MicroRNA regulation of the expression of the estrogen receptor in endometrial cancer

Abstract

microRNAs (miRNAs) are non-coding RNA transcripts thought to be instrumental in controlling eukaryotic cell function. This study aimed to identify miRNAs associated with the differential expression of estrogen receptor α (ERα) and progesterone receptor (PR) in uterine endometrial cancer. First, the pathology of Ishikawa and KLE cell lines was identified by transplant and biopsy.
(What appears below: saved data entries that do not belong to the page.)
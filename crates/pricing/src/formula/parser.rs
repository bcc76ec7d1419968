//! Recursive-descent parser producing a statement list.
//!
//! Precedence, lowest first: `or`, `and`, `not`, comparisons, `+ -`,
//! `* / %`, unary `-`, primaries.

use super::FormulaError;
use super::lexer::{Spanned, Token, tokenize};

#[derive(Debug, Clone, Copy, PartialEq, Eq)]
pub enum BinaryOp {
    Add,
    Sub,
    Mul,
    Div,
    Rem,
    Eq,
    NotEq,
    Lt,
    Le,
    Gt,
    Ge,
    And,
    Or,
}

#[derive(Debug, Clone, Copy, PartialEq, Eq)]
pub enum UnaryOp {
    Neg,
    Not,
}

#[derive(Debug, Clone, PartialEq)]
pub enum Expr {
    Number(f64),
    Text(String),
    List(Vec<Expr>),
    Var(String),
    Unary(UnaryOp, Box<Expr>),
    Binary(BinaryOp, Box<Expr>, Box<Expr>),
    Call(String, Vec<Expr>),
}

#[derive(Debug, Clone, PartialEq)]
pub struct Statement {
    pub target: String,
    pub value: Expr,
    pub line: usize,
}

/// A parsed formula, ready to run any number of times.
#[derive(Debug, Clone, PartialEq, Default)]
pub struct Program {
    pub statements: Vec<Statement>,
}

/// Deepest expression tree (and parser recursion) a formula may produce.
pub const MAX_NESTING: usize = 64;

const TOO_DEEP: &str = "expression nested too deeply";

pub fn parse(code: &str) -> Result<Program, FormulaError> {
    let tokens = tokenize(code)?;
    let mut parser = Parser {
        tokens,
        pos: 0,
        depth: 0,
    };
    let mut statements = Vec::new();

    loop {
        parser.skip_separators();
        if parser.peek() == &Token::Eof {
            break;
        }
        statements.push(parser.statement()?);
        match parser.peek() {
            Token::End | Token::Eof => {}
            other => {
                return Err(FormulaError::syntax(
                    parser.line(),
                    format!("expected end of statement, found {}", describe(other)),
                ));
            }
        }
    }

    Ok(Program { statements })
}

/// An expression with the height of its tree.
struct Parsed {
    expr: Expr,
    height: usize,
}

impl Parsed {
    fn leaf(expr: Expr) -> Self {
        Self { expr, height: 1 }
    }
}

struct Parser {
    tokens: Vec<Spanned>,
    pos: usize,
    depth: usize,
}

impl Parser {
    fn peek(&self) -> &Token {
        // `tokenize` always ends with `Eof`, and `advance` never moves past it.
        &self.tokens[self.pos].token
    }

    fn line(&self) -> usize {
        self.tokens[self.pos].line
    }

    fn advance(&mut self) -> Token {
        let token = self.tokens[self.pos].token.clone();
        if self.pos + 1 < self.tokens.len() {
            self.pos += 1;
        }
        token
    }

    fn eat(&mut self, expected: &Token) -> bool {
        if self.peek() == expected {
            self.advance();
            true
        } else {
            false
        }
    }

    fn expect(&mut self, expected: Token) -> Result<(), FormulaError> {
        if self.eat(&expected) {
            Ok(())
        } else {
            Err(FormulaError::syntax(
                self.line(),
                format!("expected {}, found {}", describe(&expected), describe(self.peek())),
            ))
        }
    }

    fn skip_separators(&mut self) {
        while self.eat(&Token::End) {}
    }

    /// Run `parse` one recursion level deeper.
    fn nested<T>(
        &mut self,
        parse: impl FnOnce(&mut Self) -> Result<T, FormulaError>,
    ) -> Result<T, FormulaError> {
        if self.depth >= MAX_NESTING {
            return Err(FormulaError::syntax(self.line(), TOO_DEEP));
        }
        self.depth += 1;
        let result = parse(self);
        self.depth -= 1;
        result
    }

    /// Wrap `expr` over children of at most `child_height`.
    fn node(&self, expr: Expr, child_height: usize) -> Result<Parsed, FormulaError> {
        let height = child_height + 1;
        if height > MAX_NESTING {
            return Err(FormulaError::syntax(self.line(), TOO_DEEP));
        }
        Ok(Parsed { expr, height })
    }

    fn binary(&self, op: BinaryOp, lhs: Parsed, rhs: Parsed) -> Result<Parsed, FormulaError> {
        let height = lhs.height.max(rhs.height);
        self.node(Expr::Binary(op, Box::new(lhs.expr), Box::new(rhs.expr)), height)
    }

    fn unary_node(&self, op: UnaryOp, operand: Parsed) -> Result<Parsed, FormulaError> {
        let height = operand.height;
        self.node(Expr::Unary(op, Box::new(operand.expr)), height)
    }

    fn statement(&mut self) -> Result<Statement, FormulaError> {
        let line = self.line();
        let target = match self.advance() {
            Token::Ident(name) if !is_keyword(&name) => name,
            other => {
                return Err(FormulaError::syntax(
                    line,
                    format!("expected a name to assign, found {}", describe(&other)),
                ));
            }
        };
        self.expect(Token::Assign)?;
        let value = self.or_expr()?.expr;
        Ok(Statement {
            target,
            value,
            line,
        })
    }

    fn or_expr(&mut self) -> Result<Parsed, FormulaError> {
        let mut lhs = self.and_expr()?;
        while self.eat_keyword("or") {
            let rhs = self.and_expr()?;
            lhs = self.binary(BinaryOp::Or, lhs, rhs)?;
        }
        Ok(lhs)
    }

    fn and_expr(&mut self) -> Result<Parsed, FormulaError> {
        let mut lhs = self.not_expr()?;
        while self.eat_keyword("and") {
            let rhs = self.not_expr()?;
            lhs = self.binary(BinaryOp::And, lhs, rhs)?;
        }
        Ok(lhs)
    }

    fn not_expr(&mut self) -> Result<Parsed, FormulaError> {
        if self.eat_keyword("not") {
            let operand = self.nested(Self::not_expr)?;
            return self.unary_node(UnaryOp::Not, operand);
        }
        self.comparison()
    }

    fn comparison(&mut self) -> Result<Parsed, FormulaError> {
        let lhs = self.additive()?;
        let op = match self.peek() {
            Token::EqEq => BinaryOp::Eq,
            Token::NotEq => BinaryOp::NotEq,
            Token::Lt => BinaryOp::Lt,
            Token::Le => BinaryOp::Le,
            Token::Gt => BinaryOp::Gt,
            Token::Ge => BinaryOp::Ge,
            _ => return Ok(lhs),
        };
        self.advance();
        let rhs = self.additive()?;
        self.binary(op, lhs, rhs)
    }

    fn additive(&mut self) -> Result<Parsed, FormulaError> {
        let mut lhs = self.multiplicative()?;
        loop {
            let op = match self.peek() {
                Token::Plus => BinaryOp::Add,
                Token::Minus => BinaryOp::Sub,
                _ => return Ok(lhs),
            };
            self.advance();
            let rhs = self.multiplicative()?;
            lhs = self.binary(op, lhs, rhs)?;
        }
    }

    fn multiplicative(&mut self) -> Result<Parsed, FormulaError> {
        let mut lhs = self.unary()?;
        loop {
            let op = match self.peek() {
                Token::Star => BinaryOp::Mul,
                Token::Slash => BinaryOp::Div,
                Token::Percent => BinaryOp::Rem,
                _ => return Ok(lhs),
            };
            self.advance();
            let rhs = self.unary()?;
            lhs = self.binary(op, lhs, rhs)?;
        }
    }

    fn unary(&mut self) -> Result<Parsed, FormulaError> {
        if self.eat(&Token::Minus) {
            let operand = self.nested(Self::unary)?;
            return self.unary_node(UnaryOp::Neg, operand);
        }
        if self.eat(&Token::Plus) {
            return self.nested(Self::unary);
        }
        self.primary()
    }

    fn primary(&mut self) -> Result<Parsed, FormulaError> {
        let line = self.line();
        match self.advance() {
            Token::Number(n) => Ok(Parsed::leaf(Expr::Number(n))),
            Token::Text(s) => Ok(Parsed::leaf(Expr::Text(s))),
            Token::LParen => self.nested(|parser| {
                let inner = parser.or_expr()?;
                parser.expect(Token::RParen)?;
                Ok(inner)
            }),
            Token::LBracket => {
                let (items, height) = self.nested(|parser| parser.arguments(Token::RBracket))?;
                self.node(Expr::List(items), height)
            }
            Token::Ident(name) if !is_keyword(&name) => {
                if self.eat(&Token::LParen) {
                    let (args, height) = self.nested(|parser| parser.arguments(Token::RParen))?;
                    self.node(Expr::Call(name, args), height)
                } else {
                    Ok(Parsed::leaf(Expr::Var(name)))
                }
            }
            other => Err(FormulaError::syntax(
                line,
                format!("expected a value, found {}", describe(&other)),
            )),
        }
    }

    /// Comma-separated expressions up to `close` (already past the opener),
    /// with the tallest of their heights.
    fn arguments(&mut self, close: Token) -> Result<(Vec<Expr>, usize), FormulaError> {
        let mut items = Vec::new();
        let mut height = 0;
        if self.eat(&close) {
            return Ok((items, height));
        }
        loop {
            let item = self.or_expr()?;
            height = height.max(item.height);
            items.push(item.expr);
            if self.eat(&Token::Comma) {
                continue;
            }
            self.expect(close)?;
            return Ok((items, height));
        }
    }

    fn eat_keyword(&mut self, keyword: &str) -> bool {
        if matches!(self.peek(), Token::Ident(name) if name == keyword) {
            self.advance();
            true
        } else {
            false
        }
    }
}

fn is_keyword(name: &str) -> bool {
    matches!(name, "and" | "or" | "not")
}

fn describe(token: &Token) -> String {
    match token {
        Token::Number(n) => format!("number {n}"),
        Token::Text(_) => "string".into(),
        Token::Ident(name) => format!("'{name}'"),
        Token::End => "end of statement".into(),
        Token::Eof => "end of code".into(),
        Token::Plus => "'+'".into(),
        Token::Minus => "'-'".into(),
        Token::Star => "'*'".into(),
        Token::Slash => "'/'".into(),
        Token::Percent => "'%'".into(),
        Token::LParen => "'('".into(),
        Token::RParen => "')'".into(),
        Token::LBracket => "'['".into(),
        Token::RBracket => "']'".into(),
        Token::Comma => "','".into(),
        Token::Assign => "'='".into(),
        Token::EqEq => "'=='".into(),
        Token::NotEq => "'!='".into(),
        Token::Lt => "'<'".into(),
        Token::Le => "'<='".into(),
        Token::Gt => "'>'".into(),
        Token::Ge => "'>='".into(),
    }
}
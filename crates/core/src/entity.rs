//! Entity trait: records that keep their identity across edits.

/// A persisted definition (rule, item) addressed by a stable identifier.
///
/// Stores key records by [`Entity::id`]; an update is a save with an existing id.
pub trait Entity {
    type Id: Clone + Eq + Ord + core::hash::Hash + core::fmt::Debug;

    fn id(&self) -> &Self::Id;

    /// `true` when `other` is the same record (possibly in a different revision).
    fn is_same_record(&self, other: &Self) -> bool {
        self.id() == other.id()
    }
}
Expression levels of ERα and PR and their response to estrogen and progesterone were examined, and total RNA was isolated to identify differentially expressed miRNAs by microarray analysis. miRNAs targeting ESR1 and PGR were predicted by miRANDA and TargetScan software, and their expression levels in cell lines and in patient samples were validated by real-time RT-PCR. Ishikawa and KLE represent estrogen-dependent and estrogen-independent endometrial cancers, respectively. As identified by miRNA microarray, 126 miRNAs were differentially expressed between the two cell lines; hsa-miR-100 and hsa-miR-99a were predicted to target ESR1, and hsa-miR-378 and hsa-miR-768-3p to target PGR. The differential expression of these miRNAs between Ishikawa and KLE was consistent in vivo and in vitro. Hsa-miR-100 was significantly down-regulated in the estrogen-dependent endometrial cancer samples as compared to the estrogen-independent samples and thus has the potential to target ESR1.